Les raisons des dégâts
Des observateurs ont souligné la mauvaise qualité des matériaux de construction et aussi la lourdeur excessive des toitures en ardoise et leurs liaisons avec les murs maîtres. Les escaliers intérieurs étaient également mal reliés aux appuis. Beaucoup de bâtiment endommagés étaient excessivement élevés, l’habitat était composé de maisons d’une hauteur de 12 à 15 mètres.
Les bâtiments étaient principalement faits de murs en maçonnerie porteuse élevée de type R+3 à R+4. Ils étaient regroupés en îlots resserrés. A partir des photos les murs étaient en moellons bruts de type tout venant, avec de rares tirants. Ces constructions élevées étaient couverts par des toitures lourdes faites d’ardoises.
On peut ajouter également que les murs dépourvu de tirants, en s’écartant ont entraîner l’effondrement des voûtes et planchers.
Mais, les destructions sévères de ces bâtiments de qualité médiocre ont été accentuées par l’instabilité des sols. En effet, comme le confirme les photos qui ont toutes été prises dans la même zone, les dégâts les plus importants se sont produits dans le quartier situé tout proche du torrent San Pietro. On peut penser que cette partie de la ville ait subi un effet de site lithologique avec une accentuation des conditions hydriques des sols liées aux graves intempéries d’automne et d’hivers 1886 - 1887.
Diano aujourd’hui
Diano Marina, la ville la plus dévastée a été reconstruite défiant la fatalité des colères de la nature. La reconstruction de la cité a été confié à l’architecte Giacomo Pisani originaire de Valloria (vallée de Prino). Celui-ci a profité de l’occasion pour élargir les rues du cœur historique tout en conservant quelques rares édifices d’époque. La hauteur des nouveaux bâtiments n’est pas très élevée, certaines constructions existantes ont d’ailleurs été abaissées d’un niveau.

(Photo : André Laurenti)
Après la catastrophe, le travail de reconstruction fut réclamé.
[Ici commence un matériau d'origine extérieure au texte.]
//! Shared-memory variant: partitions evaluated on a rayon pool.
use rayon::prelude::*;

use crate::quadrature::{
    errors::QuadratureResult,
    options::QuadratureOptions,
    partition::partition,
    serial::partial_sum,
};

/// Partial sums of every partition, in worker order, computed on a pool of
/// `opts.num_procs` threads.
///
/// # Errors
/// `ThreadPool` if the pool cannot be built.
pub fn threaded_partial_sums(opts: &QuadratureOptions) -> QuadratureResult<Vec<f64>> {
    let pool = rayon::ThreadPoolBuilder::new().num_threads(opts.num_procs).build()?;
    let step = opts.step();
    let (num_procs, num_steps) = (opts.num_procs, opts.num_steps);
    Ok(pool.install(|| {
        (0..num_procs)
            .into_par_iter()
            .map(|id| partial_sum(partition(id, num_procs, num_steps), step))
            .collect::<Vec<f64>>()
    }))
}

/// π estimate with the partial sums combined in worker order.
pub fn compute_pi_threads(opts: &QuadratureOptions) -> QuadratureResult<f64> {
    let total: f64 = threaded_partial_sums(opts)?.iter().sum();
    Ok(opts.step() * total)
}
Quelques mois après, l’architecte Pisani formé à Turin, fut désigné pour établir un plan de la cité. Il exerçait son activité dans la ville proche de San Remo. En rédigeant son projet il teint compte de la présence de l’hôtel de ville, de l’église paroissiale et de la station ferroviaire, parce qu’il traçait les nouvelles voies de liaisons enquête d’un monde meilleur.
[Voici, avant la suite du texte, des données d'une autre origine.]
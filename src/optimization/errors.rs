use argmin::core::{ArgminError, Error};

/// Crate-wide result alias for optimizer operations.
pub type OptResult<T> = Result<T, OptError>;

#[derive(Debug, Clone, PartialEq)]
pub enum OptError {
    // ---- Gradient ----
    /// Implies that FD should be used
    GradientNotImplemented,

    /// Gradient dimensions do not match parameter dimensions.
    GradientDimMismatch {
        expected: usize,
        found: usize,
    },

    /// Gradient elements need to be finite
    InvalidGradient {
        index: usize,
        value: f64,
        reason: &'static str,
    },

    // ---- MigradOptions ----
    /// Gradient tolerance needs to be positive and finite.
    InvalidTolGrad {
        tol: f64,
        reason: &'static str,
    },
    /// Cost change tolerance needs to be positive and finite.
    InvalidTolCost {
        tol: f64,
        reason: &'static str,
    },
    /// Maximum iterations needs to be positive.
    InvalidMaxIter {
        max_iter: usize,
        reason: &'static str,
    },
    /// At least one tolerance must be provided.
    NoTolerancesProvided,

    /// Invalid line searcher name.
    InvalidLineSearch {
        name: String,
        reason: &'static str,
    },

    /// lbfgs_mem needs to be at least 1.
    InvalidLBFGSMem {
        mem: usize,
        reason: &'static str,
    },

    // ---- Objective ----
    /// Objective returned a non-finite value.
    NonFiniteCost {
        value: f64,
    },

    /// Objective raised an error of its own (e.g. a Python exception).
    ObjectiveFailed {
        text: String,
    },

    /// Parameter vector handed to the objective has the wrong length.
    ThetaLengthMismatch {
        expected: usize,
        actual: usize,
    },

    // ---- Optimizer outcome ----
    /// Estimated parameters must be finite.
    InvalidThetaHat {
        index: usize,
        value: f64,
        reason: &'static str,
    },

    /// Theta hat is missing
    MissingThetaHat,

    // ---- Solver ----
    /// Error raised inside argmin itself; `kind` names the argmin variant
    /// (`"condition violated"`, `"not implemented"`, ...).
    Solver {
        kind: &'static str,
        text: String,
    },

    // ---- Finite Diffs ----
    /// Hessian matrix dimensions do not match parameter dimensions.
    HessianDimMismatch {
        expected: usize,
        found: (usize, usize),
    },

    /// Hessian values need to be finite.
    InvalidHessian {
        row: usize,
        col: usize,
        value: f64,
    },
}

impl std::error::Error for OptError {}

impl std::fmt::Display for OptError {
    fn fmt(&self, f: &mut std::fmt::Formatter<'_>) -> std::fmt::Result {
        match self {
            // ---- Gradient ----
            OptError::GradientNotImplemented => {
                write!(f, "Gradient optimization not implemented")
            }
            OptError::GradientDimMismatch { expected, found } => {
                write!(f, "Gradient dimension mismatch: expected {expected}, found {found}")
            }
            OptError::InvalidGradient { index, value, reason } => {
                write!(f, "Invalid gradient at index {index}: {value}: {reason}")
            }

            // ---- MigradOptions ----
            OptError::InvalidTolGrad { tol, reason } => {
                write!(f, "Invalid gradient tolerance {tol}: {reason}")
            }
            OptError::InvalidTolCost { tol, reason } => {
                write!(f, "Invalid cost function change tolerance {tol}: {reason}")
            }
            OptError::InvalidMaxIter { max_iter, reason } => {
                write!(f, "Invalid maximum iterations {max_iter}: {reason}")
            }
            OptError::NoTolerancesProvided => {
                write!(f, "No tolerances provided")
            }
            OptError::InvalidLineSearch { name, reason } => {
                write!(f, "Invalid line searcher '{name}': {reason}")
            }
            OptError::InvalidLBFGSMem { mem, reason } => {
                write!(f, "Invalid L-BFGS memory {mem}: {reason}")
            }

            // ---- Objective ----
            OptError::NonFiniteCost { value } => {
                write!(f, "Non-finite objective value: {value}")
            }
            OptError::ObjectiveFailed { text } => {
                write!(f, "Objective evaluation failed: {text}")
            }
            OptError::ThetaLengthMismatch { expected, actual } => {
                write!(f, "Parameter vector length mismatch: expected {expected}, actual {actual}")
            }

            // ---- Optimizer outcome ----
            OptError::InvalidThetaHat { index, value, reason } => {
                write!(f, "Invalid estimated parameter at index {index}: {value}: {reason}")
            }
            OptError::MissingThetaHat => {
                write!(f, "Missing estimated parameters (theta hat)")
            }

            // ---- Solver ----
            OptError::Solver { kind, text } => {
                write!(f, "Solver error ({kind}): {text}")
            }

            // ---- Finite Diffs ----
            OptError::HessianDimMismatch { expected, found } => {
                write!(
                    f,
                    "Hessian dimension mismatch: expected ({expected}, {expected}), found {found:?}"
                )
            }
            OptError::InvalidHessian { row, col, value } => {
                write!(f, "Invalid Hessian at ({row}, {col}): {value}, must be finite")
            }
        }
    }
}

impl From<Error> for OptError {
    fn from(err: Error) -> Self {
        // Our own errors travel through argmin boxed; recover them first.
        let err = match err.downcast::<OptError>() {
            Ok(opt_err) => return opt_err,
            Err(err) => err,
        };
        let argmin_err = match err.downcast::<ArgminError>() {
            Ok(argmin_err) => argmin_err,
            Err(other) => return OptError::Solver { kind: "backend", text: other.to_string() },
        };
        let (kind, text) = match argmin_err {
            ArgminError::InvalidParameter { text } => ("invalid parameter", text),
            ArgminError::NotImplemented { text } => ("not implemented", text),
            ArgminError::NotInitialized { text } => ("not initialized", text),
            ArgminError::ConditionViolated { text } => ("condition violated", text),
            ArgminError::CheckpointNotFound { text } => ("checkpoint not found", text),
            ArgminError::PotentialBug { text } => ("potential bug", text),
            ArgminError::ImpossibleError { text } => ("impossible", text),
            other => ("unknown", other.to_string()),
        };
        OptError::Solver { kind, text }
    }
}

/// Convert an [`OptError`] into a Python `ValueError` with the error message.
#[cfg(feature = "python-bindings")]
impl From<OptError> for pyo3::PyErr {
    fn from(err: OptError) -> pyo3::PyErr {
        pyo3::exceptions::PyValueError::new_err(err.to_string())
    }
}

#[cfg(test)]
mod tests {
    use super::*;

    #[test]
    // Purpose
    // -------
    // An `OptError` boxed into an argmin `Error` must come back unchanged,
    // not flattened into `BackendError`.
    //
    // Given
    // -----
    // - `OptError::ObjectiveFailed` converted into `Error`.
    //
    // Expect
    // ------
    // - `OptError::from(err)` is the same `ObjectiveFailed`.
    fn opt_error_round_trips_through_argmin_error() {
        // Arrange
        let boxed: Error = OptError::ObjectiveFailed { text: "boom".to_string() }.into();

        // Act
        let back = OptError::from(boxed);

        // Assert
        assert_eq!(back, OptError::ObjectiveFailed { text: "boom".to_string() });
    }

    #[test]
    // Purpose
    // -------
    // Argmin's own errors become `Solver` errors tagged with their kind.
    //
    // Given
    // -----
    // - `ArgminError::ConditionViolated` converted into `Error`.
    //
    // Expect
    // ------
    // - `OptError::Solver { kind: "condition violated", .. }` with the same
    //   text.
    fn argmin_error_maps_to_wrapper_variant() {
        // Arrange
        let boxed: Error = ArgminError::ConditionViolated { text: "descent".to_string() }.into();

        // Act
        let mapped = OptError::from(boxed);

        // Assert
        assert_eq!(
            mapped,
            OptError::Solver { kind: "condition violated", text: "descent".to_string() }
        );
    }
}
Ce fut un vaste programme de reconstruction, ainsi la ville surmonta les dégâts et parvient à en effacer les traces.

Comme on a pu le voir, le Corso Garibaldi est directement liée au tremblement de terre du 23 février 1887
A cet endroit, il n’y avait qu’une large plage, parcourue par une voie carrossable aménagée plus tard dans la première moitié du XIXe siècle. Le nouveau parcours, légèrement rehaussé par rapport à la voie Aurelia, fut réalisé avec des matériaux résultant du déblaiement des décombres de la ville détruite [10].
[1] TARAMELLI T. et MERCALLI G. "Il terremoto Ligure del 23 febbraio 1887" - Parte IV - Volume VIII - Roma 1888 - Biblioteca Istituto Geologia Universita di Genova
[2] ISSEL Arturo : Il terremoto del 1887 in Liguria » - Roma 1888 - Société Géologique de France
[3] La Nature extrait de la Revue des Sciences - quinzième année 1887 - p. 210
[4] La Nature extrait de la revue des Sciences - Quinzième année - 1887 - pages 209 à 415
[5] Le Petit Niçois du 27 février 1887 - Archives Départementales des Alpes-Maritimes
[6] La Nature : extrait de la revue des Sciences – quinzième année – année 1887 page 209 à 415
[7] Le Petit Niçois : Extrait du journal du 1er mars 1887 (Arch. Départ. Des Alpes-Maritimes)
[8] La Dépeche de Toulouse du mardi 1er mars 1887 - Gallica Bibliothèque Nationale de France
[9] Le Petit Niçois : Extrait du journal du 1er mars 1887 (Arch. Départ. Des Alpes-Maritimes)
[10] AA.VV., Il terremoto del 23 febbraio 1887 nel Dianese, Diano Marina, 1987.